==== Provided data ====

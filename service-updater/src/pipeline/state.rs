//! Shared batch state handle.
//!
//! One `Arc<BatchState>` is handed to the executor, the monitor task and the
//! UI; there is no module-level flag mirrored elsewhere.

use parking_lot::RwLock;
use serde::{Deserialize, Serialize};
use std::sync::atomic::{AtomicBool, AtomicU32, Ordering};

use super::executor::ExecutionMode;
use crate::cancellation::CancellationToken;
use crate::errors::UpdaterError;
use crate::ports::BatchStatusReport;
use crate::tracker::StageTracker;

/// What the poller knows about a background batch.
#[derive(Debug, Clone, PartialEq, Eq, Serialize, Deserialize)]
pub struct BackgroundProgress {
    /// Identifier returned by the batch service.
    pub batch_id: String,
    /// Most recent successful poll.
    pub last_report: Option<BatchStatusReport>,
    /// Consecutive failed polls.
    pub poll_failures: u32,
}

/// Mutable state of the current (or last) batch.
#[derive(Debug, Default)]
pub struct BatchState {
    tracker: StageTracker,
    running: AtomicBool,
    error_count: AtomicU32,
    stuck: AtomicBool,
    selection: RwLock<Vec<String>>,
    cancellation: CancellationToken,
    mode: RwLock<Option<ExecutionMode>>,
    background: RwLock<Option<BackgroundProgress>>,
}

impl BatchState {
    /// Creates idle state.
    #[must_use]
    pub fn new() -> Self {
        Self::default()
    }

    /// The progress map.
    #[must_use]
    pub fn tracker(&self) -> &StageTracker {
        &self.tracker
    }

    /// The cancellation flag of the current batch.
    #[must_use]
    pub fn cancellation(&self) -> &CancellationToken {
        &self.cancellation
    }

    /// Claims the running flag and clears per-batch counters.
    pub fn begin(&self) -> Result<(), UpdaterError> {
        self.running
            .compare_exchange(false, true, Ordering::SeqCst, Ordering::SeqCst)
            .map_err(|_| UpdaterError::AlreadyRunning)?;
        self.error_count.store(0, Ordering::SeqCst);
        self.stuck.store(false, Ordering::SeqCst);
        self.cancellation.reset();
        *self.mode.write() = None;
        *self.background.write() = None;
        Ok(())
    }

    /// Releases the running flag.
    pub fn finish(&self) {
        self.running.store(false, Ordering::SeqCst);
    }

    /// Returns true while a batch is active.
    #[must_use]
    pub fn is_running(&self) -> bool {
        self.running.load(Ordering::SeqCst)
    }

    /// Adds one to the batch error counter and returns the new value.
    pub fn record_error(&self) -> u32 {
        self.error_count.fetch_add(1, Ordering::SeqCst) + 1
    }

    /// Current batch error count.
    #[must_use]
    pub fn error_count(&self) -> u32 {
        self.error_count.load(Ordering::SeqCst)
    }

    /// Raises the hard stuck-state flag.
    pub fn mark_stuck(&self) {
        self.stuck.store(true, Ordering::SeqCst);
    }

    /// Returns true once the monitor escalated.
    #[must_use]
    pub fn is_stuck(&self) -> bool {
        self.stuck.load(Ordering::SeqCst)
    }

    /// Replaces the operator's selection.
    pub fn set_selection(&self, entity_ids: Vec<String>) {
        *self.selection.write() = entity_ids;
    }

    /// The operator's selection.
    #[must_use]
    pub fn selection(&self) -> Vec<String> {
        self.selection.read().clone()
    }

    /// Records the execution mode chosen for the batch.
    pub fn set_mode(&self, mode: ExecutionMode) {
        *self.mode.write() = Some(mode);
    }

    /// Execution mode of the current batch.
    #[must_use]
    pub fn mode(&self) -> Option<ExecutionMode> {
        *self.mode.read()
    }

    /// Starts tracking a submitted background batch.
    pub fn set_background_batch(&self, batch_id: impl Into<String>) {
        *self.background.write() = Some(BackgroundProgress {
            batch_id: batch_id.into(),
            last_report: None,
            poll_failures: 0,
        });
    }

    /// Stores the latest poll result.
    pub fn record_background_report(&self, report: BatchStatusReport) {
        if let Some(progress) = self.background.write().as_mut() {
            progress.last_report = Some(report);
            progress.poll_failures = 0;
        }
    }

    /// Counts a failed poll and returns the consecutive failure count.
    pub fn record_background_poll_failure(&self) -> u32 {
        self.background.write().as_mut().map_or(0, |progress| {
            progress.poll_failures += 1;
            progress.poll_failures
        })
    }

    /// Background progress, if the batch runs in background mode.
    #[must_use]
    pub fn background(&self) -> Option<BackgroundProgress> {
        self.background.read().clone()
    }

    /// Clears progress, counters and the running flag but keeps the selection.
    pub fn soft_reset(&self) {
        self.tracker.clear();
        self.error_count.store(0, Ordering::SeqCst);
        self.stuck.store(false, Ordering::SeqCst);
        *self.background.write() = None;
        self.running.store(false, Ordering::SeqCst);
    }
}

====

_Task statement:_ Start with the line above that contains "if let Some(progress)" and stop after the line that contains "consecutive failure count.". Output those lines exactly, and only those.

_Finished exercise:_
        if let Some(progress) = self.background.write().as_mut() {
            progress.last_report = Some(report);
            progress.poll_failures = 0;
        }
    }

    /// Counts a failed poll and returns the consecutive failure count.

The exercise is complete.